# highsider trolling motor mount



## eric__the_angler (Dec 18, 2006)

any of you guys use anything other than a clamp on motor mount for trolling motors out there? just cant get over the look of it looking for a better simplier mount


----------



## eric__the_angler (Dec 18, 2006)

hello, hello, hello, is there any body out there? reply if you can read me. just jazzin when you see this help abrother out if you can 

new at this and love the sight, you guys crack me up.... I could read old treads all night but i gotta get up and fish, even thougth i am not a master baiter at heart he he


----------



## eric__the_angler (Dec 18, 2006)

oops thought i was in general disc. for a minute there... tom??? hello hello hello

just kidding move me if you think it would help

keepit up


----------



## eric__the_angler (Dec 18, 2006)

uh thanks for your help in advance, kinda jumed the gun there


see 5 or 6 posts and i am still a NOvice

and yes i do realize i am typing to myself for all you wise guys out there

E


----------



## FleaBiscuit (Jan 31, 2007)

I've got a mount designed for a "bowmount" troller that can be easily adapted to a HS


----------



## eric__the_angler (Dec 18, 2006)

where did you get it? or did you fabricate it?

eric


----------



## tom_in_orl (Dec 9, 2006)

You can use the same CustomGheenoe trolling motor mount that works on a Classic.

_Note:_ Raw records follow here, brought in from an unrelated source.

//! main.rs — otto-sim entry point
//!
//! Speaks the controller side of the helm wire over a serial device
//! (pair it with helmd through a socat pty pair). Runs the handshake
//! gate, a 10 Hz physics tick, and the reporting cadences: status at
//! ~1 Hz, boot seconds at ~0.25 Hz, one telemetry channel every few
//! seconds, `!` on every mode change.

mod controller;

use std::time::Duration;

use clap::Parser;
use tokio::io::{AsyncBufReadExt, AsyncWriteExt, BufReader};
use tokio::time::interval;
use tokio_serial::SerialPortBuilderExt;
use tracing::{debug, info, warn};

use controller::Controller;

#[derive(Parser, Debug)]
#[command(name = "otto-sim", about = "Synthetic low-level sailing controller")]
struct Args {
    /// Serial device to speak on (e.g. a socat pty)
    #[arg(short, long)]
    device: String,
    /// Baud rate
    #[arg(long, default_value = "9600")]
    baud: u32,
    /// Initial compass heading, degrees
    #[arg(long, default_value = "90.0")]
    compass: f64,
    /// True wind direction, degrees
    #[arg(long, default_value = "0.0")]
    wind: f64,
    /// Compass noise sigma, radians
    #[arg(long, default_value = "0.01")]
    noise: f64,
}

#[tokio::main]
async fn main() -> anyhow::Result<()> {
    tracing_subscriber::fmt()
        .with_env_filter(
            tracing_subscriber::EnvFilter::try_from_default_env()
                .unwrap_or_else(|_| "otto_sim=info".into()),
        )
        .init();

    let args = Args::parse();
    info!(
        device = %args.device,
        compass = args.compass,
        wind = args.wind,
        "otto-sim starting"
    );

    let port = tokio_serial::new(&args.device, args.baud).open_native_async()?;
    let (read, mut write) = tokio::io::split(port);
    let mut lines = BufReader::new(read).lines();

    let mut ctrl = Controller::new(args.compass, args.wind, args.noise);
    let mut rng = rand::thread_rng();

    let mut physics = interval(Duration::from_millis(100));
    let mut status = interval(Duration::from_secs(1));
    let mut uptime = interval(Duration::from_secs(4));
    let mut telemetry = interval(Duration::from_secs(5));
    let mut telemetry_channel: u8 = 0;

    loop {
        tokio::select! {
            line = lines.next_line() => {
                match line {
                    Ok(Some(line)) => {
                        debug!(line, "inbound");
                        if let Some(reply) = ctrl.handle_line(&line) {
                            send(&mut write, &reply).await;
                        }
                        if ctrl.take_mode_dirty() {
                            send(&mut write, &ctrl.mode_frame()).await;
                        }
                    }
                    Ok(None) => {
                        info!("peer closed the wire, exiting");
                        return Ok(());
                    }
                    Err(e) => {
                        warn!(error = %e, "read error");
                    }
                }
            }
            _ = physics.tick() => {
                ctrl.tick(0.1, &mut rng);
            }
            _ = status.tick() => {
                if ctrl.synced() {
                    send(&mut write, &ctrl.status_frame()).await;
                }
            }
            _ = uptime.tick() => {
                if ctrl.synced() {
                    send(&mut write, &ctrl.uptime_frame()).await;
                }
            }
            _ = telemetry.tick() => {
                if ctrl.synced() {
                    let frame = ctrl.telemetry_frame(telemetry_channel, &mut rng);
                    telemetry_channel = (telemetry_channel + 1) % 16;
                    send(&mut write, &frame).await;
                }
            }
        }
    }
}

async fn send(write: &mut (impl tokio::io::AsyncWrite + Unpin), frame: &str) {
    if let Err(e) = write.write_all(frame.as_bytes()).await {
        warn!(error = %e, "write failed");
    }
    let _ = write.flush().await;
}
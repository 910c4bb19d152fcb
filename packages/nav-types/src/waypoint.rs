//! waypoint.rs — attractors and repellors with approach corridors
//!
//! A waypoint covers a half-disk: a disk of `range` NM around `location`,
//! clipped to the half-plane on the far side of the chord perpendicular
//! to `normal`. A boat closing from the corridor side gets the disk
//! radius credited against its distance; a boat on the wrong side must
//! sail the full great-circle range.

use serde::{Deserialize, Serialize};

use crate::geo::{absolute, Bearing, Location};

/// Adjusted distance at or below which a waypoint counts as achieved.
/// GPS scatter floor, ≈ 10 m.
pub const REACHED_NM: f64 = 0.0054;

#[derive(Debug, Clone, PartialEq, Serialize, Deserialize)]
pub struct Waypoint {
    pub location: Location,
    /// Direction of the valid-approach corridor axis, radians.
    pub normal: f64,
    /// Radius of the reached half-disk, nautical miles.
    pub range: f64,
    pub name: String,
    /// Attractors pull the planner in; repellors push it away.
    pub attractor: bool,
    /// Bearing from the last `compute_bearing` origin to this waypoint.
    pub bearing: Bearing,
    /// Chord-adjusted distance from the last origin, nautical miles.
    pub distance: f64,
}

impl Waypoint {
    pub fn new(location: Location, normal: f64, range: f64, name: &str, attractor: bool) -> Self {
        Self {
            location,
            normal: absolute(normal),
            range: range.max(0.0),
            name: name.to_string(),
            attractor,
            bearing: Bearing::default(),
            distance: f64::INFINITY,
        }
    }

    /// Refresh `bearing` and the chord-adjusted `distance` as seen from
    /// `from`.
    ///
    /// The disk radius is credited only when the back-bearing from the
    /// waypoint to the boat falls in the corridor half-plane, i.e. when
    /// (back_angle − normal) mod 2π lands in the half-open [0, π).
    pub fn compute_bearing(&mut self, from: &Location) -> Bearing {
        let b = Bearing::compute(from, &self.location);
        let alpha = absolute(b.back_angle() - self.normal);
        self.distance = if alpha < std::f64::consts::PI {
            (b.distance - self.range).max(0.0)
        } else {
            b.distance
        };
        self.bearing = b;
        b
    }

    /// Whether the boat at the last `compute_bearing` origin is inside
    /// the achieved band.
    pub fn reached(&self) -> bool {
        self.distance <= REACHED_NM
    }
}

#[cfg(test)]
mod tests {
    use super::*;

    fn waypoint_with_range(range: f64, normal: f64) -> Waypoint {
        Waypoint::new(
            Location::from_degrees(51.0, -9.0),
            normal,
            range,
            "mark",
            true,
        )
    }

    /// Offset the waypoint's own position by a small due-north/south step.
    fn offset_south(w: &Waypoint, nm: f64) -> Location {
        w.location + Bearing::new(std::f64::consts::PI, nm)
    }

    fn offset_north(w: &Waypoint, nm: f64) -> Location {
        w.location + Bearing::new(0.0, nm)
    }

    #[test]
    fn approach_from_wrong_side_pays_full_distance() {
        // Boat due south of a north-normal waypoint: back_angle = π,
        // α = π is outside [0, π), so no range credit.
        let mut w = waypoint_with_range(0.1, 0.0);
        let boat = offset_south(&w, 0.05);
        w.compute_bearing(&boat);
        assert!((w.distance - 0.05).abs() < 1e-6, "distance = {}", w.distance);
        assert!(!w.reached());
    }

    #[test]
    fn approach_from_corridor_side_is_credited() {
        // Boat due north: back_angle = 0, α = 0 ∈ [0, π); 0.05 − 0.1
        // clamps to zero — reached.
        let mut w = waypoint_with_range(0.1, 0.0);
        let boat = offset_north(&w, 0.05);
        w.compute_bearing(&boat);
        assert_eq!(w.distance, 0.0);
        assert!(w.reached());
    }

    #[test]
    fn adjusted_distance_never_negative() {
        let mut w = waypoint_with_range(5.0, 0.0);
        let boat = offset_north(&w, 0.2);
        w.compute_bearing(&boat);
        assert!(w.distance >= 0.0);
    }

    #[test]
    fn reached_band_has_gps_floor() {
        // Inside ~10 m of the mark the answer is "reached" even with no
        // range credit in play.
        let mut w = waypoint_with_range(0.0, 0.0);
        let boat = offset_south(&w, 0.004);
        w.compute_bearing(&boat);
        assert!(w.reached());
    }

    #[test]
    fn bearing_points_at_the_waypoint() {
        let mut w = waypoint_with_range(0.1, 0.0);
        let boat = offset_south(&w, 1.0);
        let b = w.compute_bearing(&boat);
        // From due south the waypoint bears roughly north.
        assert!(b.angle < 0.01 || b.angle > std::f64::consts::TAU - 0.01);
    }
}
//! course.rs — heading, wind, apparent wind angle, and hull speed
//!
//! The three angles are coupled: awa ≡ wind − heading (renormalized), and
//! the achievable speed is a pure function of the awa through the polar.
//! All mutation goes through setters so the coupling cannot drift.

use serde::{Deserialize, Serialize};

use crate::geo::{absolute, normalize_pi, Bearing};
use crate::polar::PolarCurve;
use crate::waypoint::Waypoint;

/// Which side of the boat the wind comes over.
#[derive(Debug, Clone, Copy, PartialEq, Eq, Serialize, Deserialize)]
pub enum Tack {
    Port,
    Starboard,
}

#[derive(Debug, Clone, PartialEq, Serialize, Deserialize)]
pub struct Course {
    /// Boat heading, [0, 2π).
    heading: f64,
    /// True wind: direction it blows *from*, plus strength as distance.
    wind: Bearing,
    /// Apparent wind angle, (−π, π]; negative = port tack.
    awa: f64,
    /// Hull speed through the water at the current awa, knots.
    speed: f64,
    polar: PolarCurve,
}

impl Course {
    pub fn new(wind: Bearing) -> Self {
        let mut course = Self {
            heading: 0.0,
            wind,
            awa: 0.0,
            speed: 0.0,
            polar: PolarCurve::default(),
        };
        course.set_heading(0.0);
        course
    }

    pub fn with_polar(wind: Bearing, polar: PolarCurve) -> Self {
        let mut course = Self::new(wind);
        course.polar = polar;
        course.compute_speed();
        course
    }

    pub fn heading(&self) -> f64 {
        self.heading
    }

    pub fn wind(&self) -> Bearing {
        self.wind
    }

    pub fn awa(&self) -> f64 {
        self.awa
    }

    pub fn speed(&self) -> f64 {
        self.speed
    }

    pub fn tack(&self) -> Tack {
        if self.awa < 0.0 {
            Tack::Port
        } else {
            Tack::Starboard
        }
    }

    pub fn set_heading(&mut self, heading: f64) {
        self.heading = absolute(heading);
        self.awa = normalize_pi(self.wind.angle - self.heading);
        self.compute_speed();
    }

    pub fn set_wind(&mut self, wind: Bearing) {
        self.wind = wind;
        self.awa = normalize_pi(self.wind.angle - self.heading);
        self.compute_speed();
    }

    pub fn set_awa(&mut self, awa: f64) {
        self.awa = normalize_pi(awa);
        self.compute_speed();
    }

    /// Recover the wind direction from heading + awa. Used when the awa
    /// comes off the masthead sensor and the heading off the compass.
    pub fn compute_wind(&mut self) {
        self.wind.angle = absolute(self.heading + self.awa);
    }

    /// Velocity made good toward the waypoint, normalized by its
    /// adjusted distance so nearer goals dominate the field.
    pub fn relative_vmg(&self, w: &Waypoint) -> f64 {
        self.speed * (w.bearing.angle - self.heading).cos() / w.distance
    }

    fn compute_speed(&mut self) {
        self.speed = self.polar.speed(self.awa);
    }
}

#[cfg(test)]
mod tests {
    use super::*;
    use crate::geo::Location;
    use std::f64::consts::PI;

    #[test]
    fn heading_setter_renormalizes_everything() {
        // Wind π/4, heading 0 → awa π/4; set_heading(3π) wraps the
        // heading to π and the awa to −3π/4.
        let mut c = Course::new(Bearing::new(PI / 4.0, 10.0));
        assert!((c.awa() - PI / 4.0).abs() < 1e-12);

        c.set_heading(3.0 * PI);
        assert!((c.heading() - PI).abs() < 1e-12);
        assert!((c.awa() - (-3.0 * PI / 4.0)).abs() < 1e-12);
    }

    #[test]
    fn awa_invariant_holds_after_every_setter() {
        let mut c = Course::new(Bearing::new(1.0, 8.0));
        for heading in [0.0, 1.0, 2.5, 4.0, 6.0, 9.0] {
            c.set_heading(heading);
            let expected = normalize_pi(c.wind().angle - c.heading());
            assert!((c.awa() - expected).abs() < 1e-12);
            assert!(c.awa() > -PI && c.awa() <= PI);
        }
        c.set_wind(Bearing::new(5.5, 12.0));
        let expected = normalize_pi(c.wind().angle - c.heading());
        assert!((c.awa() - expected).abs() < 1e-12);
    }

    #[test]
    fn tack_sign_convention() {
        let mut c = Course::new(Bearing::new(0.0, 10.0));
        c.set_awa(-1.0);
        assert_eq!(c.tack(), Tack::Port);
        c.set_awa(1.0);
        assert_eq!(c.tack(), Tack::Starboard);
        c.set_awa(0.0);
        assert_eq!(c.tack(), Tack::Starboard);
    }

    #[test]
    fn speed_follows_polar() {
        let mut c = Course::new(Bearing::new(0.0, 10.0));
        c.set_awa(0.3);
        assert_eq!(c.speed(), 0.0);
        c.set_awa(1.9);
        assert!(c.speed() > 5.0);
    }

    #[test]
    fn compute_wind_recovers_direction() {
        let mut c = Course::new(Bearing::new(0.0, 10.0));
        c.set_heading(1.0);
        c.set_awa(0.8);
        c.compute_wind();
        assert!((c.wind().angle - 1.8).abs() < 1e-12);
    }

    #[test]
    fn relative_vmg_projects_speed_onto_bearing() {
        let mut c = Course::new(Bearing::new(0.0, 10.0));
        c.set_heading(PI);
        assert!(c.speed() > 0.0);

        let mut w = Waypoint::new(Location::from_degrees(50.0, -9.0), 0.0, 0.0, "m", true);
        w.bearing = Bearing::new(PI, 2.0);
        w.distance = 2.0;
        // Dead ahead: vmg = speed / distance.
        assert!((c.relative_vmg(&w) - c.speed() / 2.0).abs() < 1e-12);

        // Abeam: projection is zero.
        w.bearing = Bearing::new(PI / 2.0, 2.0);
        assert!(c.relative_vmg(&w).abs() < 1e-9);
    }
}
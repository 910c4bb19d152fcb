//! # mission
//!
//! Mission document loading and the supervising state machine.
//!
//! A mission is loaded once from its TOML document and is immutable for
//! the voyage; the only record it persists is [`MissionStatus`]. The
//! supervisor owns the state transitions and drives the navigator from
//! GPS counter updates while the mission is active; when it is not, it
//! just polls the status once a minute.

use std::path::Path;
use std::sync::Arc;
use std::time::Duration;

use serde::Deserialize;
use tokio::sync::{broadcast, watch};
use tracing::{error, info, warn};

use nav_types::{Location, Waypoint};

use crate::alarm::{self, Alarm};
use crate::error::HelmError;
use crate::navigator::{CycleOutcome, Navigator};
use crate::otto::OttoHandle;
use crate::records::{GpsFix, MissionState, MissionStatus};
use crate::store::{epoch_seconds, StateStore};

/// How often the supervisor looks at a dormant mission.
const IDLE_POLL: Duration = Duration::from_secs(60);

/// Pause before re-arming after an invalid GPS fix.
const INVALID_FIX_DELAY: Duration = Duration::from_secs(2);

// ── Mission document ──────────────────────────────────────────────────────────

#[derive(Debug, Clone, Deserialize)]
pub struct Launch {
    #[serde(default)]
    pub site: String,
    pub latitude: f64,
    pub longitude: f64,
}

/// Waypoint entry as written in the mission file: degrees throughout.
#[derive(Debug, Deserialize)]
struct WaypointDoc {
    latitude: f64,
    longitude: f64,
    #[serde(default)]
    name: String,
    /// Approach corridor axis, degrees.
    #[serde(default)]
    normal: f64,
    /// Reached half-disk radius, nautical miles.
    #[serde(default)]
    range: f64,
}

#[derive(Debug, Deserialize)]
struct MissionDoc {
    #[serde(default)]
    title: String,
    #[serde(default)]
    url: String,
    #[serde(default)]
    description: String,
    launch: Option<Launch>,
    #[serde(default)]
    attractors: Vec<WaypointDoc>,
    #[serde(default)]
    repellors: Vec<WaypointDoc>,
}

/// A loaded mission: ordered goals and standing hazards, all angles in
/// radians.
#[derive(Debug, Clone)]
pub struct Mission {
    pub title: String,
    pub url: String,
    pub description: String,
    pub launch: Option<Launch>,
    pub attractors: Vec<Waypoint>,
    pub repellors: Vec<Waypoint>,
}

impl Mission {
    pub fn load(path: impl AsRef<Path>) -> Result<Self, HelmError> {
        let path = path.as_ref();
        let text = std::fs::read_to_string(path).map_err(|e| {
            HelmError::Config(format!("cannot read mission file {}: {e}", path.display()))
        })?;
        Self::from_toml_str(&text)
    }

    pub fn from_toml_str(text: &str) -> Result<Self, HelmError> {
        let doc: MissionDoc = toml::from_str(text)
            .map_err(|e| HelmError::Parse(format!("mission file: {e}")))?;

        let convert = |docs: Vec<WaypointDoc>, attractor: bool| {
            docs.into_iter()
                .map(|d| {
                    Waypoint::new(
                        Location::from_degrees(d.latitude, d.longitude),
                        d.normal.to_radians(),
                        d.range,
                        &d.name,
                        attractor,
                    )
                })
                .collect()
        };

        Ok(Self {
            title: doc.title,
            url: doc.url,
            description: doc.description,
            launch: doc.launch,
            attractors: convert(doc.attractors, true),
            repellors: convert(doc.repellors, false),
        })
    }
}

// ── Supervisor ────────────────────────────────────────────────────────────────

pub struct MissionSupervisor {
    store: StateStore,
    mission: Arc<Mission>,
    otto: OttoHandle,
    shutdown: watch::Receiver<bool>,
    auto_start: bool,
}

impl MissionSupervisor {
    pub fn new(
        store: StateStore,
        mission: Arc<Mission>,
        otto: OttoHandle,
        shutdown: watch::Receiver<bool>,
        auto_start: bool,
    ) -> Self {
        Self {
            store,
            mission,
            otto,
            shutdown,
            auto_start,
        }
    }

    pub async fn run(mut self) -> Result<(), HelmError> {
        if self.auto_start {
            self.commission().await;
        }
        loop {
            if *self.shutdown.borrow() {
                return Ok(());
            }
            let status: MissionStatus = self.store.load().await;
            if status.active() {
                self.run_active().await?;
            } else {
                let mut shutdown = self.shutdown.clone();
                tokio::select! {
                    _ = shutdown.changed() => {}
                    _ = tokio::time::sleep(IDLE_POLL) => {}
                }
            }
        }
    }

    /// Walk a fresh mission up the start ladder:
    /// AWAITING → READY_TO_START → START_TEST → COMPASS_FOLLOW.
    async fn commission(&self) {
        let status: MissionStatus = self.store.load().await;
        if status.state != MissionState::Awaiting {
            warn!(state = ?status.state, "not commissioning: mission already underway");
            return;
        }
        self.store
            .update::<MissionStatus>(|s| s.state = MissionState::ReadyToStart)
            .await;
        self.store
            .update::<MissionStatus>(|s| {
                s.state = MissionState::StartTest;
                s.start_time = epoch_seconds();
            })
            .await;
        alarm::raise(&self.store, Alarm::MissionCommence).await;
        self.store
            .update::<MissionStatus>(|s| s.state = MissionState::CompassFollow)
            .await;
        info!(title = %self.mission.title, "mission commenced");
    }

    /// Steer until the mission leaves the active window.
    async fn run_active(&mut self) -> Result<(), HelmError> {
        let mut navigator =
            Navigator::new(&self.mission, self.store.clone(), self.otto.clone());
        let mut gps_rx = self.store.subscribe::<GpsFix>().await;

        loop {
            if *self.shutdown.borrow() {
                self.finish(MissionState::Terminated, Alarm::MissionAbort).await;
                return Ok(());
            }
            let status: MissionStatus = self.store.load().await;
            if !status.active() {
                return Ok(());
            }

            let mut shutdown = self.shutdown.clone();
            tokio::select! {
                _ = shutdown.changed() => {
                    if *self.shutdown.borrow() {
                        self.finish(MissionState::Terminated, Alarm::MissionAbort).await;
                        return Ok(());
                    }
                }
                update = gps_rx.recv() => match update {
                    Ok(_counter) => {
                        match navigator.run_cycle().await {
                            Ok(CycleOutcome::Complete) => {
                                self.finish(MissionState::Complete, Alarm::MissionComplete)
                                    .await;
                                return Ok(());
                            }
                            Ok(CycleOutcome::Skipped) => {
                                tokio::time::sleep(INVALID_FIX_DELAY).await;
                            }
                            Ok(_) => {}
                            Err(e) => {
                                error!(error = %e, "navigator failed, mission failed");
                                self.finish(MissionState::Failure, Alarm::MissionAbort).await;
                                return Ok(());
                            }
                        }
                        // Persist the status after every step.
                        let status = self.store.load::<MissionStatus>().await;
                        self.store.save(&status).await;
                    }
                    Err(broadcast::error::RecvError::Lagged(missed)) => {
                        warn!(missed, "gps updates lagged, resuming from latest");
                    }
                    Err(broadcast::error::RecvError::Closed) => return Ok(()),
                }
            }
        }
    }

    async fn finish(&self, state: MissionState, alarm: Alarm) {
        self.store
            .update::<MissionStatus>(|s| {
                s.state = state;
                s.end_time = epoch_seconds();
            })
            .await;
        alarm::raise(&self.store, alarm).await;
        info!(state = ?state, "mission finished");
    }
}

On a highsider you mount it to the rub rails just behind the bow plate.


----------



## Tom_C (Dec 10, 2006)

Like Tom said Gheenoe's mount will work. These pic is from the Gheenoe web site http://www.gheenoe.net/goodies.html

















Aluminum trolling motor mount

(mounts to the fiberglass nose cap of the Super & Classic and the rails of 13' & 15'4" models)


----------



## eric__the_angler (Dec 18, 2006)

thanks for the insight

eric


----------



## Biscaynenate (Dec 16, 2006)

I bought one from LL Bean and mounted it in the bow of my 13'er.  Yes... I get the LL Bean Fly-fishing catalog. It's 50 bucks and works great.

http://www.llbean.com/webapp/wcs/st...langId=-1&categoryId=32626&sc1=Search&feat=sr


----------